The agreement signed by Donald Trump and Anthony Albanese promises to reshape the map of critical minerals — the invisible foundation of industrial power in the twenty-first century.

With more than US$8.5 billion in joint investments and commitments to accelerate projects in Australia, the official narrative is clear: “break free from dependence on China.” Yet beneath the surface of political and market enthusiasm lies an uncomfortable question: can the West truly emancipate itself from the industrial architecture China has been consolidating for over three decades?.

The pact has an undeniable merit: it coordinates public investment and industrial policy among allies — something neither the Biden administration nor its predecessors managed to achieve at this scale. The designation of concrete projects — Arafura, Alcoa–Sojitz, Sunrise, among others — shows that Washington has moved from rhetoric to action.

However, timing is the Achilles’ heel. Building an integrated rare earths value chain takes eight to ten years and billions in capital-intensive investment. Meanwhile, China controls over 70% of global production and 90% of refining capacity.

The challenge is not only geological but also industrial. Even the new Australian mines will continue to depend on Chinese technology, inputs, and know-how for separation and refining stages. In other words, the West may have the rocks, but China dominates the chemistry.

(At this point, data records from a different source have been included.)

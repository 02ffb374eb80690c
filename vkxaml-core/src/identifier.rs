//! snake_case key → XAML resource identifier.
//!
//! Palette and scheme renderers both go through [`format_key`], which is what
//! makes a brush's `StaticResource` reference land on the palette color
//! emitted for the same raw key.

use crate::error::IdentifierError;

/// Prefix shared by every generated resource key.
pub const KEY_PREFIX: &str = "VK";

/// Suffix for palette color resources.
pub const COLOR_SUFFIX: &str = "Color";

/// Suffix for scheme brush resources.
pub const BRUSH_SUFFIX: &str = "Brush";

/// Convert `key` into `VK` + PascalCase(`key`) + `suffix`.
///
/// Each `_`-separated segment gets its first character uppercased; the rest
/// of the segment is kept verbatim (`azure_A100` → `VKAzureA100`).
pub fn format_key(key: &str, suffix: &str) -> Result<String, IdentifierError> {
    let mut out = String::with_capacity(KEY_PREFIX.len() + key.len() + suffix.len());
    out.push_str(KEY_PREFIX);
    for segment in key.split('_') {
        let mut chars = segment.chars();
        let Some(first) = chars.next() else {
            return Err(IdentifierError::EmptySegment {
                key: key.to_owned(),
            });
        };
        out.extend(first.to_uppercase());
        out.push_str(chars.as_str());
    }
    out.push_str(suffix);
    Ok(out)
}

#[cfg(test)]
mod tests {
    use super::*;

    #[test]
    fn color_suffix_is_appended() {
        assert_eq!(
            format_key("space_gray", COLOR_SUFFIX).unwrap(),
            "VKSpaceGrayColor"
        );
    }

    #[test]
    fn empty_suffix() {
        assert_eq!(format_key("bg_primary", "").unwrap(), "VKBgPrimary");
    }

    #[test]
    fn single_segment() {
        assert_eq!(format_key("white", BRUSH_SUFFIX).unwrap(), "VKWhiteBrush");
    }

    #[test]
    fn tail_of_segment_is_kept_verbatim() {
        assert_eq!(format_key("azure_A100", "").unwrap(), "VKAzureA100");
        assert_eq!(format_key("gray_900", COLOR_SUFFIX).unwrap(), "VKGray900Color");
    }

    #[test]
    fn empty_segments_are_rejected() {
        for key in ["", "_accent", "accent_", "im__bubble"] {
            let err = format_key(key, COLOR_SUFFIX).unwrap_err();
            assert_eq!(
                err,
                IdentifierError::EmptySegment {
                    key: key.to_owned()
                },
                "key {key:?}"
            );
        }
    }
}
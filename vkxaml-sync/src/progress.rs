//! Progress reporting and cooperative cancellation for a generation run.

use std::fmt;
use std::sync::atomic::{AtomicBool, Ordering};
use std::sync::mpsc::Sender;
use std::sync::Arc;

use vkxaml_core::{Appearance, DocumentKind, SchemeName};

// ---------------------------------------------------------------------------
// Events
// ---------------------------------------------------------------------------

/// Severity of a [`ProgressEvent`].
#[derive(Debug, Clone, Copy, PartialEq, Eq)]
pub enum ProgressLevel {
    Info,
    Warning,
    Error,
}

/// One step of a run, in the order the orchestrator performs them.
#[derive(Debug, Clone, PartialEq, Eq)]
pub enum ProgressEvent {
    Fetching(DocumentKind),
    Parsing(DocumentKind),
    PaletteLoaded { kind: DocumentKind, colors: usize },
    SchemeSelection {
        kind: DocumentKind,
        dark: SchemeName,
        light: SchemeName,
        display_name: String,
    },
    /// A requested scheme had no entry with that name and appearance.
    SchemeMissing {
        kind: DocumentKind,
        name: SchemeName,
        appearance: Appearance,
    },
    Generated { file_name: &'static str },
    Failed(String),
}

impl ProgressEvent {
    pub fn level(&self) -> ProgressLevel {
        match self {
            ProgressEvent::SchemeMissing { .. } => ProgressLevel::Warning,
            ProgressEvent::Failed(_) => ProgressLevel::Error,
            _ => ProgressLevel::Info,
        }
    }
}

impl fmt::Display for ProgressEvent {
    fn fmt(&self, f: &mut fmt::Formatter<'_>) -> fmt::Result {
        match self {
            ProgressEvent::Fetching(kind) => write!(f, "Getting {kind}..."),
            ProgressEvent::Parsing(kind) => write!(f, "Parsing {kind}..."),
            ProgressEvent::PaletteLoaded { kind, colors } => {
                write!(f, "Total colors in {kind}: {colors}. Generating XAML...")
            }
            ProgressEvent::SchemeSelection {
                kind,
                dark,
                light,
                display_name,
            } => write!(
                f,
                "Parsing {kind}: \"{dark}\" and \"{light}\" for \"{display_name}\"..."
            ),
            ProgressEvent::SchemeMissing {
                kind,
                name,
                appearance,
            } => write!(
                f,
                "No {appearance} scheme \"{name}\" in {kind}; its theme will be empty"
            ),
            ProgressEvent::Generated { file_name } => write!(f, "{file_name} generated."),
            ProgressEvent::Failed(message) => write!(f, "{message}"),
        }
    }
}

// ---------------------------------------------------------------------------
// Listener
// ---------------------------------------------------------------------------

/// Receives progress events. Purely informational: a run behaves the same
/// with or without a listener.
pub trait ProgressListener {
    fn on_progress(&self, event: &ProgressEvent);
}

impl<F> ProgressListener for F
where
    F: Fn(&ProgressEvent),
{
    fn on_progress(&self, event: &ProgressEvent) {
        self(event)
    }
}

/// Forwards events over a channel; a dropped receiver is ignored.
impl ProgressListener for Sender<ProgressEvent> {
    fn on_progress(&self, event: &ProgressEvent) {
        let _ = self.send(event.clone());
    }
}

// ---------------------------------------------------------------------------
// Cancellation
// ---------------------------------------------------------------------------

/// Shared flag checked by the orchestrator between steps. Clones observe the
/// same flag.
#[derive(Debug, Clone, Default)]
pub struct CancelToken(Arc<AtomicBool>);

impl CancelToken {
    pub fn new() -> Self {
        Self::default()
    }

    pub fn cancel(&self) {
        self.0.store(true, Ordering::SeqCst);
    }

    pub fn is_cancelled(&self) -> bool {
        self.0.load(Ordering::SeqCst)
    }
}

#[cfg(test)]
mod tests {
    use super::*;
    use std::sync::mpsc;

    #[test]
    fn levels() {
        assert_eq!(
            ProgressEvent::Fetching(DocumentKind::Palette).level(),
            ProgressLevel::Info
        );
        assert_eq!(
            ProgressEvent::SchemeMissing {
                kind: DocumentKind::Scheme,
                name: SchemeName::from("space_gray"),
                appearance: Appearance::Dark,
            }
            .level(),
            ProgressLevel::Warning
        );
        assert_eq!(ProgressEvent::Failed("x".into()).level(), ProgressLevel::Error);
    }

    #[test]
    fn display_messages() {
        assert_eq!(
            ProgressEvent::Fetching(DocumentKind::PaletteMessages).to_string(),
            "Getting messages palette..."
        );
        assert_eq!(
            ProgressEvent::Generated { file_name: "VKScheme.xaml" }.to_string(),
            "VKScheme.xaml generated."
        );
    }

    #[test]
    fn sender_listener_forwards_events() {
        let (tx, rx) = mpsc::channel();
        tx.on_progress(&ProgressEvent::Parsing(DocumentKind::Scheme));
        assert_eq!(rx.recv().unwrap(), ProgressEvent::Parsing(DocumentKind::Scheme));
    }

    #[test]
    fn sender_listener_ignores_closed_channel() {
        let (tx, rx) = mpsc::channel::<ProgressEvent>();
        drop(rx);
        tx.on_progress(&ProgressEvent::Parsing(DocumentKind::Scheme));
    }

    #[test]
    fn cancel_token_clones_share_state() {
        let token = CancelToken::new();
        let clone = token.clone();
        assert!(!clone.is_cancelled());
        token.cancel();
        assert!(clone.is_cancelled());
    }
}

The quest for “mining sovereignty” thus becomes a paradox: to compete with China, one must rely on the very laboratories, furnaces, and metallurgical processes developed under its industrial umbrella.

Trump presents this pact as part of his policy of “energy and mineral dominance,” framed within the America First narrative. Yet the alliance with Australia is more tactical than structural, primarily aimed at securing military supplies (AUKUS and naval defense).

Australia, for its part, gains capital but faces the challenge of avoiding a purely extractive role — remaining a supplier of raw materials without capturing local value- added.

Mastering the entire mineral supply chain does not guarantee geoeconomic success, but without mastering it, it is impossible to compete on the front lines of the twenty- first century.

On that board, China is already playing in the major leagues, while the West — even with grand announcements — continues to react rather than anticipate.

While the Trump–Albanese agreement accelerates projects in Australia, Beijing is advancing in Africa and Latin America, securing long-term contracts for lithium, cobalt, and graphite. It will be worth watching the next moves of both the United States and China in Latin America — especially in countries such as Argentina, Brazil, Chile, and Peru, all rich in mineral resources.

These nations have traditionally fallen under U.S. political influence, yet China has made significant inroads economically.

The U.S.–Australia pact is not a revolution, but it is a serious attempt to regain industrial control. Its success will depend on whether it can create a shared value network among industrial democracies — spanning from mining to processing — or whether it will end up as another mirage of self-sufficiency in a market that, in reality, is already defined by global interdependence.

History teaches us that natural resources do not guarantee power. Strategic intelligence to transform them into industry does.